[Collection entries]
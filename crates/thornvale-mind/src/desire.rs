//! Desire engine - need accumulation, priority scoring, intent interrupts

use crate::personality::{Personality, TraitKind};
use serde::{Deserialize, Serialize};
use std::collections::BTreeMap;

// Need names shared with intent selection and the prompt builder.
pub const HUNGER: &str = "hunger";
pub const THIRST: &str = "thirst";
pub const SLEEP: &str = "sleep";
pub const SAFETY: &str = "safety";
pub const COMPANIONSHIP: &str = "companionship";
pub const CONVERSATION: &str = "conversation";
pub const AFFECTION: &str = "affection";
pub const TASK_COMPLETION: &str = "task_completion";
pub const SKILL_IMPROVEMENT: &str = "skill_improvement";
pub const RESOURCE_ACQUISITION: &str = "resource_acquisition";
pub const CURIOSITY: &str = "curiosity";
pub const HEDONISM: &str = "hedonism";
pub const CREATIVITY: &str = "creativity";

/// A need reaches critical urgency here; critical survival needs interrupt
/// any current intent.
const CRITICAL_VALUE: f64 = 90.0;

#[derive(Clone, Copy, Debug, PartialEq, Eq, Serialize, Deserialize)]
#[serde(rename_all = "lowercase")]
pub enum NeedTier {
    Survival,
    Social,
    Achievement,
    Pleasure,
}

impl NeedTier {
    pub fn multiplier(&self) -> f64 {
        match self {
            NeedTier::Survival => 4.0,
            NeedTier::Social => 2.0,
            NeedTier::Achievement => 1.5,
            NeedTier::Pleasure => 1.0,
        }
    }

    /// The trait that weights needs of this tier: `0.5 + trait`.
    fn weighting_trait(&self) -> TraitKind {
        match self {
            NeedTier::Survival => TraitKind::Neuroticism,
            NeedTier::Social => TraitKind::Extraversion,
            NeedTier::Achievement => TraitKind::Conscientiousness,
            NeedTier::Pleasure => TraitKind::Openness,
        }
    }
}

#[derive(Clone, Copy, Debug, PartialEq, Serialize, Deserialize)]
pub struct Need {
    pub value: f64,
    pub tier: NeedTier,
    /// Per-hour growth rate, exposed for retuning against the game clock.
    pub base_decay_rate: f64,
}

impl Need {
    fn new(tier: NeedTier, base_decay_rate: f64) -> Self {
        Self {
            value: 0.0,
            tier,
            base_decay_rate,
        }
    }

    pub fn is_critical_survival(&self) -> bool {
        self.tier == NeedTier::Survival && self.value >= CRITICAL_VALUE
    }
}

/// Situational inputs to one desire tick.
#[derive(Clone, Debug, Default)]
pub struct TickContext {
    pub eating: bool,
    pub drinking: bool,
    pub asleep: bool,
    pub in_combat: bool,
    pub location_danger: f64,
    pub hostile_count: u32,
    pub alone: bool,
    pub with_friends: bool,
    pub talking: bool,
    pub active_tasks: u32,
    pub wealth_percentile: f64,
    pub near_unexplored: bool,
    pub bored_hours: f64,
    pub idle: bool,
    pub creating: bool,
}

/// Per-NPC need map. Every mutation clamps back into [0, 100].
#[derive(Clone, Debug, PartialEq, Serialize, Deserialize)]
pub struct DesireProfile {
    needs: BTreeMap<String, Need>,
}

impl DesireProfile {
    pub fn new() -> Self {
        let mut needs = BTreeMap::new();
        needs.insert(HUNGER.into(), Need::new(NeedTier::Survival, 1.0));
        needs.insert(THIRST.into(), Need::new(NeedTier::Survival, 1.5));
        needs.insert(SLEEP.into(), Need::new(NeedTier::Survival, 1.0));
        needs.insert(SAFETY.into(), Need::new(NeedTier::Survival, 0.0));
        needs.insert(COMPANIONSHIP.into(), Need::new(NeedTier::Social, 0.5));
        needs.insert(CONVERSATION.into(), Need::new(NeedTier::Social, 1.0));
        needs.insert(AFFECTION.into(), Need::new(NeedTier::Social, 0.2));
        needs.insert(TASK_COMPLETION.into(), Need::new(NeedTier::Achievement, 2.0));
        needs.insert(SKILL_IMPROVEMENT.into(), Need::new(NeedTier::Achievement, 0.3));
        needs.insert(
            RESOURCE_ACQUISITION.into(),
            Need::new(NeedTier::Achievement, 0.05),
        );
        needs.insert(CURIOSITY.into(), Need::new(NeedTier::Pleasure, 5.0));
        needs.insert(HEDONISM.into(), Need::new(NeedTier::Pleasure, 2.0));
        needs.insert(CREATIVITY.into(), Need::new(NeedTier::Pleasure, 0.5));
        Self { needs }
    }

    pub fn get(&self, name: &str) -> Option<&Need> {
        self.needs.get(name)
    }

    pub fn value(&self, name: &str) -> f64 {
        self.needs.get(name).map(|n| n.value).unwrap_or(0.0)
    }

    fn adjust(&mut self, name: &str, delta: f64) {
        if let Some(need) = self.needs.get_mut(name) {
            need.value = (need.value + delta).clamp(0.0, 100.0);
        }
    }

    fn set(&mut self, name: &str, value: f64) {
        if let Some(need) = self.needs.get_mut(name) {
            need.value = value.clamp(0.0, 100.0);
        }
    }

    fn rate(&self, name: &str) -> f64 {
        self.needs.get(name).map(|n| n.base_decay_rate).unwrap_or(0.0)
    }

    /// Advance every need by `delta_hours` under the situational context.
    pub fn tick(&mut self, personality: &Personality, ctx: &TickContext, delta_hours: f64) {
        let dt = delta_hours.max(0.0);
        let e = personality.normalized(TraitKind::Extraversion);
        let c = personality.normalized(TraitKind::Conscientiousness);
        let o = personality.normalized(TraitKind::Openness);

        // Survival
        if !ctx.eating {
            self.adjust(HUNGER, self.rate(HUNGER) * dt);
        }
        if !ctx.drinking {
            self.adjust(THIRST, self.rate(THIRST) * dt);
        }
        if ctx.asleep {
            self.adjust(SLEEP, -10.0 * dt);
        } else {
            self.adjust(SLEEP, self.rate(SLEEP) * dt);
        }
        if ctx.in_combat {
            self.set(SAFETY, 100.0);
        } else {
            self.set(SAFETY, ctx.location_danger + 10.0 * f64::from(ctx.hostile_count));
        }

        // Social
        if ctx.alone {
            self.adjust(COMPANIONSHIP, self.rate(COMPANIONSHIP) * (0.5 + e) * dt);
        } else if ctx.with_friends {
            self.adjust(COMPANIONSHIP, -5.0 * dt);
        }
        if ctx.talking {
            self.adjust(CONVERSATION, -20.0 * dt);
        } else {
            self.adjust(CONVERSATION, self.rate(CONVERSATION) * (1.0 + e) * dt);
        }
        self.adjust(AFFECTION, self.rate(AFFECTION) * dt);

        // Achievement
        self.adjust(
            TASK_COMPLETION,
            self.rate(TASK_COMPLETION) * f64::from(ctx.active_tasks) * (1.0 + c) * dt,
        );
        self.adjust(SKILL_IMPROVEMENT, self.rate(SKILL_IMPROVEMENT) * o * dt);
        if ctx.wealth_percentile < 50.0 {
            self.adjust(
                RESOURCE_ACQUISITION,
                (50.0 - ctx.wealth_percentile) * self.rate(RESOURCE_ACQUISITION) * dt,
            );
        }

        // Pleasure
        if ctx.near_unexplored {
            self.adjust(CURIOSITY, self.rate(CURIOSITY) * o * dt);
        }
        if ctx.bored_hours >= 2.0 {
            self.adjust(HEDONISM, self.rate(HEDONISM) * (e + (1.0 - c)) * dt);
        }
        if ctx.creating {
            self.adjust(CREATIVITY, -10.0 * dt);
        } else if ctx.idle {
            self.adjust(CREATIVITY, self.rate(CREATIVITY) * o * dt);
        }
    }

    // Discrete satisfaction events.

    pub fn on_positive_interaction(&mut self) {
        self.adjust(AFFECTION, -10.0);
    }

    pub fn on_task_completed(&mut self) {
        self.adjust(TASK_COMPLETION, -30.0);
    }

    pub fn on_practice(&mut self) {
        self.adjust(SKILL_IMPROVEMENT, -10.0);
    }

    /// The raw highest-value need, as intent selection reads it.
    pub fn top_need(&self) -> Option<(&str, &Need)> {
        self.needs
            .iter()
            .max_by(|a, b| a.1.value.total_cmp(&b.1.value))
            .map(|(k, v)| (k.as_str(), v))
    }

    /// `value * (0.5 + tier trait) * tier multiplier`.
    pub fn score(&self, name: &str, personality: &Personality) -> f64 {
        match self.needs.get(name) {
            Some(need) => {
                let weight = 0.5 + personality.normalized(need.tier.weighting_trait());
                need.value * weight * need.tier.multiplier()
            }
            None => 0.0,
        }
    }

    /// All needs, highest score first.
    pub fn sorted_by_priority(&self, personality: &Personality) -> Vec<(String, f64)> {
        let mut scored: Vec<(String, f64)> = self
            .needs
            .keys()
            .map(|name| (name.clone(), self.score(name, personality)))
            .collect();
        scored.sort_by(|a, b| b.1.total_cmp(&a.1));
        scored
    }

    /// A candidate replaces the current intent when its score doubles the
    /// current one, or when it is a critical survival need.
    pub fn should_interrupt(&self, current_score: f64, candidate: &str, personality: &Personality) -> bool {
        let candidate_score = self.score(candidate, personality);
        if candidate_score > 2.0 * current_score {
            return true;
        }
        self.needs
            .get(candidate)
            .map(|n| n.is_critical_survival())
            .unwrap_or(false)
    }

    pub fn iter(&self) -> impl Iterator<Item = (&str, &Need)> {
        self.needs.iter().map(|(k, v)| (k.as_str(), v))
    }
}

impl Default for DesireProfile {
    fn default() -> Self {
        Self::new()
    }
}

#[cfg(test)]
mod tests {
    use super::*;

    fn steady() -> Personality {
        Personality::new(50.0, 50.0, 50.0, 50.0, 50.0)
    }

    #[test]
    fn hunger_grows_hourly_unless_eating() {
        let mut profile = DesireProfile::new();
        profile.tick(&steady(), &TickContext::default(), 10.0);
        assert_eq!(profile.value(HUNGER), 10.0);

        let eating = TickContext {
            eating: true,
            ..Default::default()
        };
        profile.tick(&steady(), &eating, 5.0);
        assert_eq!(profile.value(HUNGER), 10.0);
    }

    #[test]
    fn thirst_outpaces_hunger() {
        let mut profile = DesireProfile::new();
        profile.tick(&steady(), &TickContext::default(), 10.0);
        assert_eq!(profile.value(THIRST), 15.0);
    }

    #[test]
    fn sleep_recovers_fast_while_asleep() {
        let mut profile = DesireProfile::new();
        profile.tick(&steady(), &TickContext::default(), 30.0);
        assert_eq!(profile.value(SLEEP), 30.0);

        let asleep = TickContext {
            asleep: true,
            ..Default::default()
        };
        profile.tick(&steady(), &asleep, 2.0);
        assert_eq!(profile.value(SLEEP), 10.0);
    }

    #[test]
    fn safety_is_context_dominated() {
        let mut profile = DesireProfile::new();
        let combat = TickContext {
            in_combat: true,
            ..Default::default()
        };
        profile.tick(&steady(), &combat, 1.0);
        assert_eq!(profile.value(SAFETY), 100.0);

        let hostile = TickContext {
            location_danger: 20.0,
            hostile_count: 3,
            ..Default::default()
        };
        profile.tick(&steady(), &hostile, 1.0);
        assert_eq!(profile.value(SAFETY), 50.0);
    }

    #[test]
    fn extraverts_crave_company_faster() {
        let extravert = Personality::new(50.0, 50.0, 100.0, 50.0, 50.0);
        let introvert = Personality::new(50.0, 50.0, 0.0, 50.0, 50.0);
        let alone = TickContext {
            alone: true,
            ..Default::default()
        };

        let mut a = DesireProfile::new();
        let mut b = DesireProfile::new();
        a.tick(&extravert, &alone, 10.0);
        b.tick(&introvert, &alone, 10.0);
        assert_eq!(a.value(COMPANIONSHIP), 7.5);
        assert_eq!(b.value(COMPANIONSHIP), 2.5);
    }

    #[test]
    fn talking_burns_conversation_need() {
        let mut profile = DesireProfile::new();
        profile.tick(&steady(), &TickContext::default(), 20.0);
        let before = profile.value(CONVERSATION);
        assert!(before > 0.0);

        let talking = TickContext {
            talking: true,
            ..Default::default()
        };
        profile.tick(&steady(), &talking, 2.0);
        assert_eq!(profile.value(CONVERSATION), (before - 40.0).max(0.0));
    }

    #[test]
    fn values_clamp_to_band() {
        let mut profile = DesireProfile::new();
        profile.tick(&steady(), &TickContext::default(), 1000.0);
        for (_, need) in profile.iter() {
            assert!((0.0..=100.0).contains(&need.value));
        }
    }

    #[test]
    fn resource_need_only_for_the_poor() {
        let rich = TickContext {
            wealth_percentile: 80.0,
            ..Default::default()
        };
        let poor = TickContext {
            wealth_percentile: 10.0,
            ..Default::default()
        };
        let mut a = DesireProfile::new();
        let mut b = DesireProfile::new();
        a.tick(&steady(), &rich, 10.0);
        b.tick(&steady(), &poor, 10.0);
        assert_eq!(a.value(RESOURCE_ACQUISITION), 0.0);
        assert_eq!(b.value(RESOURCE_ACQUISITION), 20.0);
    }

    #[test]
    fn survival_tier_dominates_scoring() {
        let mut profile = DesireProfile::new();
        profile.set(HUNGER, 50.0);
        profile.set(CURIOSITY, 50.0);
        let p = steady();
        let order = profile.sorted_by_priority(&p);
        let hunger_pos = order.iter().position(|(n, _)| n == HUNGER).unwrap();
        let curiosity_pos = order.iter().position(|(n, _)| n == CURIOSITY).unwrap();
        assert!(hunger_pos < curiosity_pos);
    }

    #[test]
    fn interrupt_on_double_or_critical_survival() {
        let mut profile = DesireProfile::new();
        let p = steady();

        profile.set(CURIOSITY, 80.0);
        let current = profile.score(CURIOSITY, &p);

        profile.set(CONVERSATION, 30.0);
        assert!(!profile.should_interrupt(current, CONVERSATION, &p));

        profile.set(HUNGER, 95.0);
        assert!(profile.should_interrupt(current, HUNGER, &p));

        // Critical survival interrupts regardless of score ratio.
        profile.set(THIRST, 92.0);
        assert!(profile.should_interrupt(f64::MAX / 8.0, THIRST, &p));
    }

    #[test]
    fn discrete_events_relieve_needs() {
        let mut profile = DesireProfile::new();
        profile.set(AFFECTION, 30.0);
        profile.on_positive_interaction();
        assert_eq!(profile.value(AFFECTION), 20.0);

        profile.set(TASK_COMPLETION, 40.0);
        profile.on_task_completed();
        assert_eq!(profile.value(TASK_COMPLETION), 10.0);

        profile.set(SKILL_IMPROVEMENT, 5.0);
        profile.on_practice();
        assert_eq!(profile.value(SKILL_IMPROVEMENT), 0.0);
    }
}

==

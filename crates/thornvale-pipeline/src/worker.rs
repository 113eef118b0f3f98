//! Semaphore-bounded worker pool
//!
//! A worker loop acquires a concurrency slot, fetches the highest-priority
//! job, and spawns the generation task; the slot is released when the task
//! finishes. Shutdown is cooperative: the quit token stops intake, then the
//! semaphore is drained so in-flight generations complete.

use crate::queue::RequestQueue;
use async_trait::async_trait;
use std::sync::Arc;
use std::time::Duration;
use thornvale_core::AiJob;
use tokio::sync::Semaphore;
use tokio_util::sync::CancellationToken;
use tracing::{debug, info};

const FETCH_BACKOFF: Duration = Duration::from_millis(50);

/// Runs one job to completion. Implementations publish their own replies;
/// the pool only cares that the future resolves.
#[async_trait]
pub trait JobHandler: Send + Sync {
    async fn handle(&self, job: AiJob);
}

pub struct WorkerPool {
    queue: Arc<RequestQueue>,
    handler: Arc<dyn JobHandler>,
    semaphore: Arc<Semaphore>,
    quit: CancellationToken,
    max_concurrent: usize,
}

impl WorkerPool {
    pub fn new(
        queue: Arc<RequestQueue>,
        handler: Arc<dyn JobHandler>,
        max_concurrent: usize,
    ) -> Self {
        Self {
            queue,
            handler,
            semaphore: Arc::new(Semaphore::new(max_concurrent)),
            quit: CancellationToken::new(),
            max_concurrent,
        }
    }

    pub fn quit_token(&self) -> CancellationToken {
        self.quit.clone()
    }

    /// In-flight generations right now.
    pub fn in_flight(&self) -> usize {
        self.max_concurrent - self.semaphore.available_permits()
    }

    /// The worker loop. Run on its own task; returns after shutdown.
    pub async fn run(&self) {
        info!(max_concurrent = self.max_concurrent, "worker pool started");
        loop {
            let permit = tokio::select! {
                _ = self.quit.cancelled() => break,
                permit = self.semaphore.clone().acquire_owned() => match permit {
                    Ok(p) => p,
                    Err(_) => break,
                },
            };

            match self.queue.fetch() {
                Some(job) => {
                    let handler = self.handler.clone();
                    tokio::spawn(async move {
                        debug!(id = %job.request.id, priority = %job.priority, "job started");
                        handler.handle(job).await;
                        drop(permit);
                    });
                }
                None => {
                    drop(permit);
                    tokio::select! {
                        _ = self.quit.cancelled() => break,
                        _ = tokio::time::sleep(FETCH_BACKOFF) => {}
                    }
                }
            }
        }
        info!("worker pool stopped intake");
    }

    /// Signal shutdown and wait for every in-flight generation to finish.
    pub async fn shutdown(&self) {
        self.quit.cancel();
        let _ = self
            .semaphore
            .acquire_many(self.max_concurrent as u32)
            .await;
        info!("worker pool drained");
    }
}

What to produce:
Please copy the lines above from the line with "filename crates/thornvale-mind/src/desire.rs" up to and including the line with "pub const AFFECTION: &str", exactly as written and with nothing else.

Output for this task:
filename crates/thornvale-mind/src/desire.rs
//! Desire engine - need accumulation, priority scoring, intent interrupts

use crate::personality::{Personality, TraitKind};
use serde::{Deserialize, Serialize};
use std::collections::BTreeMap;

// Need names shared with intent selection and the prompt builder.
pub const HUNGER: &str = "hunger";
pub const THIRST: &str = "thirst";
pub const SLEEP: &str = "sleep";
pub const SAFETY: &str = "safety";
pub const COMPANIONSHIP: &str = "companionship";
pub const CONVERSATION: &str = "conversation";
pub const AFFECTION: &str = "affection";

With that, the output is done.